The Court affirmed the defendant's convictions for enticing a minor under § 2422(b) but reversed his conviction under § 373 for solicitation to commit a crime of violence, holding that kidnapping under § 1201(a) is not a "crime of violence" under the categorical approach applicable to § 373. The Court also held that the defendant's right to a complete defense was not violated by the trial court's proper rulings on the inadmissibility of the defense experts' testimony.

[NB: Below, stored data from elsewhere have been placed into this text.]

//! Testing utilities for the dialogue engine.
//!
//! - `ScriptedStory`: an in-memory [`ScriptRuntime`] built from knots of nodes
//! - `RecordingPresenter`: a presenter that keeps every line it is shown
//!
//! `ScriptedStory` follows the cursor semantics of a real branching-story
//! runtime: lines are pulled one at a time, external calls run while pulling,
//! and the cursor settles on choices or the end as soon as it reaches them so
//! that `can_continue` is accurate between calls.

use std::collections::HashMap;

use crate::dialogue::bridge::GET_STATE_HOOK;
use crate::dialogue::{DialogueLine, DialoguePresenter};
use crate::error::RuntimeError;
use crate::runtime::{ErrorHandler, ErrorType, ExternalFunction, ScriptRuntime, ScriptValue};

/// A choice inside a scripted knot.
#[derive(Debug, Clone, PartialEq)]
pub struct StoryChoice {
    pub text: String,
    /// Knot the story diverts to when this choice is taken.
    pub target: String,
}

/// One step of a scripted knot.
#[derive(Debug, Clone, PartialEq)]
pub enum StoryNode {
    /// Output a line with optional tags.
    Line { text: String, tags: Vec<String> },
    /// Call a bound external function.
    Call {
        function: String,
        args: Vec<ScriptValue>,
    },
    /// Divert to `target` when the `Get_State` hook reports at least `threshold` for `id`.
    IfAtLeast {
        id: String,
        threshold: i32,
        target: String,
    },
    /// Report an issue through the error handler with a raw severity code.
    Report { message: String, code: i32 },
    /// Fail the `continue_line` call that reaches this node, then move on.
    Fail(String),
    /// Stop and offer choices.
    Choices(Vec<StoryChoice>),
    /// Continue in another knot.
    Divert(String),
    End,
}

impl StoryNode {
    pub fn line(text: impl Into<String>) -> Self {
        StoryNode::Line {
            text: text.into(),
            tags: Vec::new(),
        }
    }

    pub fn tagged(text: impl Into<String>, tags: &[&str]) -> Self {
        StoryNode::Line {
            text: text.into(),
            tags: tags.iter().map(|t| t.to_string()).collect(),
        }
    }

    pub fn call(function: impl Into<String>, args: Vec<ScriptValue>) -> Self {
        StoryNode::Call {
            function: function.into(),
            args,
        }
    }

    pub fn if_at_least(id: impl Into<String>, threshold: i32, target: impl Into<String>) -> Self {
        StoryNode::IfAtLeast {
            id: id.into(),
            threshold,
            target: target.into(),
        }
    }

    pub fn report(message: impl Into<String>, code: i32) -> Self {
        StoryNode::Report {
            message: message.into(),
            code,
        }
    }

    pub fn fail(message: impl Into<String>) -> Self {
        StoryNode::Fail(message.into())
    }

    pub fn choices(choices: Vec<(&str, &str)>) -> Self {
        StoryNode::Choices(
            choices
                .into_iter()
                .map(|(text, target)| StoryChoice {
                    text: text.to_string(),
                    target: target.to_string(),
                })
                .collect(),
        )
    }

    pub fn divert(target: impl Into<String>) -> Self {
        StoryNode::Divert(target.into())
    }
}

/// An in-memory story made of named knots.
#[derive(Default)]
pub struct ScriptedStory {
    knots: HashMap<String, Vec<StoryNode>>,
    cursor: Option<(String, usize)>,
    choices: Vec<StoryChoice>,
    tags: Vec<String>,
    functions: HashMap<String, ExternalFunction>,
    error_handler: Option<ErrorHandler>,
    visited: Vec<String>,
}

impl ScriptedStory {
    pub fn new() -> Self {
        Self::default()
    }

    /// Add a knot. Replaces any knot with the same name.
    pub fn knot(mut self, name: impl Into<String>, nodes: Vec<StoryNode>) -> Self {
        self.knots.insert(name.into(), nodes);
        self
    }

    /// Invoke a bound external function directly.
    pub fn call_external(
        &mut self,
        name: &str,
        args: &[ScriptValue],
    ) -> Result<Option<ScriptValue>, RuntimeError> {
        match self.functions.get_mut(name) {
            Some(function) => function(args),
            None => Err(RuntimeError::NotBound(name.to_string())),
        }
    }

    /// Knots entered so far, in order.
    pub fn visited(&self) -> &[String] {
        &self.visited
    }

    fn current_node(&self) -> Option<StoryNode> {
        let (knot, index) = self.cursor.as_ref()?;
        self.knots.get(knot)?.get(*index).cloned()
    }

    fn step(&mut self) {
        if let Some((_, index)) = self.cursor.as_mut() {
            *index += 1;
        }
    }

    fn jump(&mut self, target: &str) {
        if self.knots.contains_key(target) {
            self.cursor = Some((target.to_string(), 0));
            self.visited.push(target.to_string());
        } else {
            self.cursor = None;
            self.report(&format!("Divert target not found: {}", target), ErrorType::Error.code());
        }
    }

    /// Move the cursor past anything that is not content.
    fn settle(&mut self) {
        while self.cursor.is_some() {
            match self.current_node() {
                None | Some(StoryNode::End) => self.cursor = None,
                Some(StoryNode::Choices(choices)) => {
                    self.choices = choices;
                    self.cursor = None;
                }
                Some(StoryNode::Divert(target)) => self.jump(&target),
                Some(_) => break,
            }
        }
    }

    fn report(&mut self, message: &str, code: i32) {
        match self.error_handler.as_mut() {
            Some(handler) => handler(message, code),
            None => tracing::warn!(code, "{}", message),
        }
    }

    fn run_call(&mut self, function: &str, args: &[ScriptValue]) -> Option<ScriptValue> {
        match self.call_external(function, args) {
            Ok(value) => value,
            Err(err) => {
                self.report(&err.to_string(), ErrorType::Error.code());
                None
            }
        }
    }
}

impl ScriptRuntime for ScriptedStory {
    fn choose_path(&mut self, path: &str) -> Result<(), RuntimeError> {
        if !self.knots.contains_key(path) {
            return Err(RuntimeError::UnknownPath(path.to_string()));
        }

        self.choices.clear();
        self.tags.clear();
        self.jump(path);
        self.settle();
        Ok(())
    }

    fn can_continue(&self) -> bool {
        self.cursor.is_some()
    }

    fn continue_line(&mut self) -> Result<String, RuntimeError> {
        if self.cursor.is_none() {
            return Err(RuntimeError::CannotContinue);
        }

        self.tags.clear();
        let mut output = String::new();

        loop {
            self.settle();
            let Some(node) = self.current_node() else {
                break;
            };
            self.step();

            match node {
                StoryNode::Line { text, tags } => {
                    output = text;
                    self.tags = tags;
                    break;
                }
                StoryNode::Call { function, args } => {
                    self.run_call(&function, &args);
                }
                StoryNode::IfAtLeast {
                    id,
                    threshold,
                    target,
                } => {
                    let amount = self
                        .run_call(GET_STATE_HOOK, &[ScriptValue::Str(id)])
                        .and_then(|value| value.as_int());
                    if amount.is_some_and(|amount| amount >= threshold) {
                        self.jump(&target);
                    }
                }
                StoryNode::Report { message, code } => self.report(&message, code),
                StoryNode::Fail(message) => {
                    self.settle();
                    return Err(RuntimeError::Story(message));
                }
                StoryNode::Choices(_) | StoryNode::Divert(_) | StoryNode::End => {}
            }
        }

        self.settle();
        Ok(output)
    }

    fn current_choices(&self) -> Vec<String> {
        self.choices.iter().map(|choice| choice.text.clone()).collect()
    }

    fn choose_choice_index(&mut self, index: usize) -> Result<(), RuntimeError> {
        let Some(choice) = self.choices.get(index) else {
            return Err(RuntimeError::ChoiceRejected {
                index,
                count: self.choices.len(),
            });
        };

        let target = choice.target.clone();
        self.choices.clear();
        self.tags.clear();
        self.jump(&target);
        self.settle();
        Ok(())
    }

    fn current_tags(&self) -> Vec<String> {
        self.tags.clone()
    }

    fn bind_external_function(
        &mut self,
        name: &str,
        function: ExternalFunction,
    ) -> Result<(), RuntimeError> {
        if self.functions.contains_key(name) {
            return Err(RuntimeError::AlreadyBound(name.to_string()));
        }
        self.functions.insert(name.to_string(), function);
        Ok(())
    }

    fn set_error_handler(&mut self, handler: ErrorHandler) {
        self.error_handler = Some(handler);
    }
}

impl std::fmt::Debug for ScriptedStory {
    fn fmt(&self, f: &mut std::fmt::Formatter<'_>) -> std::fmt::Result {
        f.debug_struct("ScriptedStory")
            .field("knots", &self.knots.len())
            .field("cursor", &self.cursor)
            .field("choices", &self.choices)
            .finish()
    }
}

/// A presenter that records every line it is shown.
#[derive(Debug, Default)]
pub struct RecordingPresenter {
    pub lines: Vec<DialogueLine>,
}

impl RecordingPresenter {
    pub fn last(&self) -> Option<&DialogueLine> {
        self.lines.last()
    }
}

impl DialoguePresenter for RecordingPresenter {
    fn display(&mut self, line: &DialogueLine) {
        self.lines.push(line.clone());
    }
}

The Court affirmed the defendant's sentence. The district court did not err by holding that the Guidelines recommend consecutive maximum sentences for each count of conviction where the Guidelines range (life imprisonment) exceeds the statutory maximum for each count.
The Court reversed the defendant's convictions on three of four counts for possession of child pornography. The Court held that 18 U.S.C. § 2252A(a)(5)(B), which prohibits knowingly possessing “any book, magazine...or any other material that contains an image of child pornography," was ambiguous regarding the "unit of prosecution," so the defendant could not be convicted for multiple counts based on having child pornography on multiple devices.
The Court affirmed the defendant’s sentence for child pornography after his offense level was enhanced based on his distribution of child pornography while he was in Jamaica. The Court held that a sentencing court may properly consider extraterritorial conduct if it is otherwise relevant conduct under the Guidelines.
On appeal, the Court held that the sentencing court applied the wrong legal standard under U.S.S.G. § 2G2.2(b)(5), which enhances a defendant's sentence if the offense involves sexual activity with a minor between the ages of 12 and 16 "if the perpretrator was at least four years older than the minor. The district court erred by merely subtracting the victim's age from the defendant's without respect to how old each of them actually were at the time of the sexual contact.